What's the best month to visit Bacalar for clear water?
January through April. Dry season, minimum rainfall, lagoon at its clearest turquoise. Late April through early May is also good and crowds are thinner. Avoid June-October, the rainy season, when the lagoon goes muddy after heavy rain. Hurricane risk peaks September-October.
Is the Bacalar lagoon swim disappointing?
Only if your expectations are calibrated for postcard photos. Real talk: the lagoon is shallow in many spots, can be muddy after rain, and you have to pay entry at separate balnearios with no card readers. But it's also genuinely turquoise on a clear day, has zero seaweed (unlike the Caribbean coast), and is calm enough for a relaxed swim. Manage expectations and pick a deeper balneario.
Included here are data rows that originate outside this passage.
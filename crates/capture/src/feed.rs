use crate::frame::Frame;
use crate::source::FrameSource;
use anyhow::{Result, anyhow};
use std::sync::Arc;
use std::sync::atomic::{AtomicBool, Ordering};
use std::thread::JoinHandle;
use tokio::sync::watch;

/// Receiver side of the capture feed: always holds the most recent frame.
pub type LatestFrame = watch::Receiver<Option<Arc<Frame>>>;

/// Runs a [`FrameSource`] on a dedicated thread and keeps only its latest
/// frame. Stopping (or dropping) the feed stops the thread.
pub struct CaptureFeed {
    frames: LatestFrame,
    shutdown: Arc<AtomicBool>,
    handle: Option<JoinHandle<Result<()>>>,
}

impl CaptureFeed {
    pub fn spawn(mut source: Box<dyn FrameSource>) -> Result<Self> {
        let (tx, frames) = watch::channel(None);
        let shutdown = Arc::new(AtomicBool::new(false));
        let thread_shutdown = Arc::clone(&shutdown);

        let handle = std::thread::Builder::new()
            .name("capture".into())
            .spawn(move || {
                let mut publish = |frame: Frame| {
                    tx.send_replace(Some(Arc::new(frame)));
                };
                source.run(&mut publish, &thread_shutdown)
            })?;

        Ok(Self {
            frames,
            shutdown,
            handle: Some(handle),
        })
    }

    pub fn frames(&self) -> LatestFrame {
        self.frames.clone()
    }

    /// Signal the capture thread and wait for it to exit.
    pub fn stop(mut self) -> Result<()> {
        self.shutdown.store(true, Ordering::Relaxed);
        match self.handle.take() {
            Some(handle) => handle
                .join()
                .map_err(|_| anyhow!("Capture thread panicked"))?,
            None => Ok(()),
        }
    }
}

impl Drop for CaptureFeed {
    fn drop(&mut self) {
        self.shutdown.store(true, Ordering::Relaxed);
    }
}
use capture::{CaptureFeed, open_source};
use client::{HttpProvider, ProviderChain};
use common::{TelemetryGuard, shutdown_signal, wait_for_resource_async};
use session::{BroadcastSink, LogSink, Session, SessionConfig, ws};
use std::sync::Arc;
use std::time::Duration;
use tokio::sync::watch;

const HEALTH_POLL_INTERVAL: Duration = Duration::from_secs(1);

#[tokio::main]
async fn main() -> anyhow::Result<()> {
    let config = SessionConfig::from_env()?;

    let _telemetry = TelemetryGuard::init_optional(
        "session",
        config.otel_endpoint.as_deref(),
        config.environment,
    )?;

    tracing::info!(
        config = ?config,
        "Loaded configuration"
    );

    let primary = HttpProvider::new(&config.endpoints.endpoints()[0])?;
    if let Some(health) = wait_for_resource_async(
        || primary.health(),
        HEALTH_POLL_INTERVAL,
        config.health_attempts,
        "Primary model service",
    )
    .await
    {
        tracing::info!(
            model_state = %health.model_state,
            model_path = health.model_path.as_deref().unwrap_or("-"),
            "Primary model service reachable"
        );
    }

    let (stop_tx, stop_rx) = watch::channel(false);
    tokio::spawn(async move {
        shutdown_signal().await;
        let _ = stop_tx.send(true);
    });

    let feed = CaptureFeed::spawn(open_source(&config.capture)?)?;
    let chain = ProviderChain::from_config(&config.endpoints)?;

    let mut session = Session::new(
        chain,
        feed.frames(),
        config.tick_interval,
        config.jpeg_quality,
    )
    .with_capture(feed)
    .with_sink(Arc::new(LogSink));

    let ws_server = match &config.ws_addr {
        Some(addr) => {
            let sink = BroadcastSink::new(config.channel_capacity);
            session = session.with_sink(Arc::new(sink.clone()));

            let addr = addr.clone();
            let mut stop = stop_rx.clone();
            Some(tokio::spawn(async move {
                let shutdown = async move {
                    let _ = stop.wait_for(|stopped| *stopped).await;
                };
                if let Err(e) = ws::run_server(&addr, sink, shutdown).await {
                    tracing::error!(error = %e, "WebSocket server failed");
                }
            }))
        }
        None => None,
    };

    let stats = session.run(stop_rx).await?;

    if let Some(server) = ws_server {
        let _ = server.await;
    }

    tracing::info!(
        ticks = stats.ticks,
        results = stats.results,
        failures = stats.failures,
        skipped = stats.skipped,
        "Session finished"
    );
    Ok(())
}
Should I do Los Rápidos instead of the main lagoon swim?
Yes, if you're picking only one. Multiple recent traveller reports rate Los Rápidos higher than the main lagoon balnearios. It's the natural lazy-river section at the south end where you float through stromatolites and mangroves. 200 MXN entry, lifejacket included, takes 1-2 hours.
Is Bacalar good for couples? For families? For solo travellers?
Couples: very good, especially the adults-only lagoon-front hotels. Families: good for the cenotes and shallower balnearios, less ideal for the rapids (lifejackets help). Solo travellers: fine, but the centro is the only zone with hostel-style social options. The rest of Bacalar is laidback to the point of being quiet.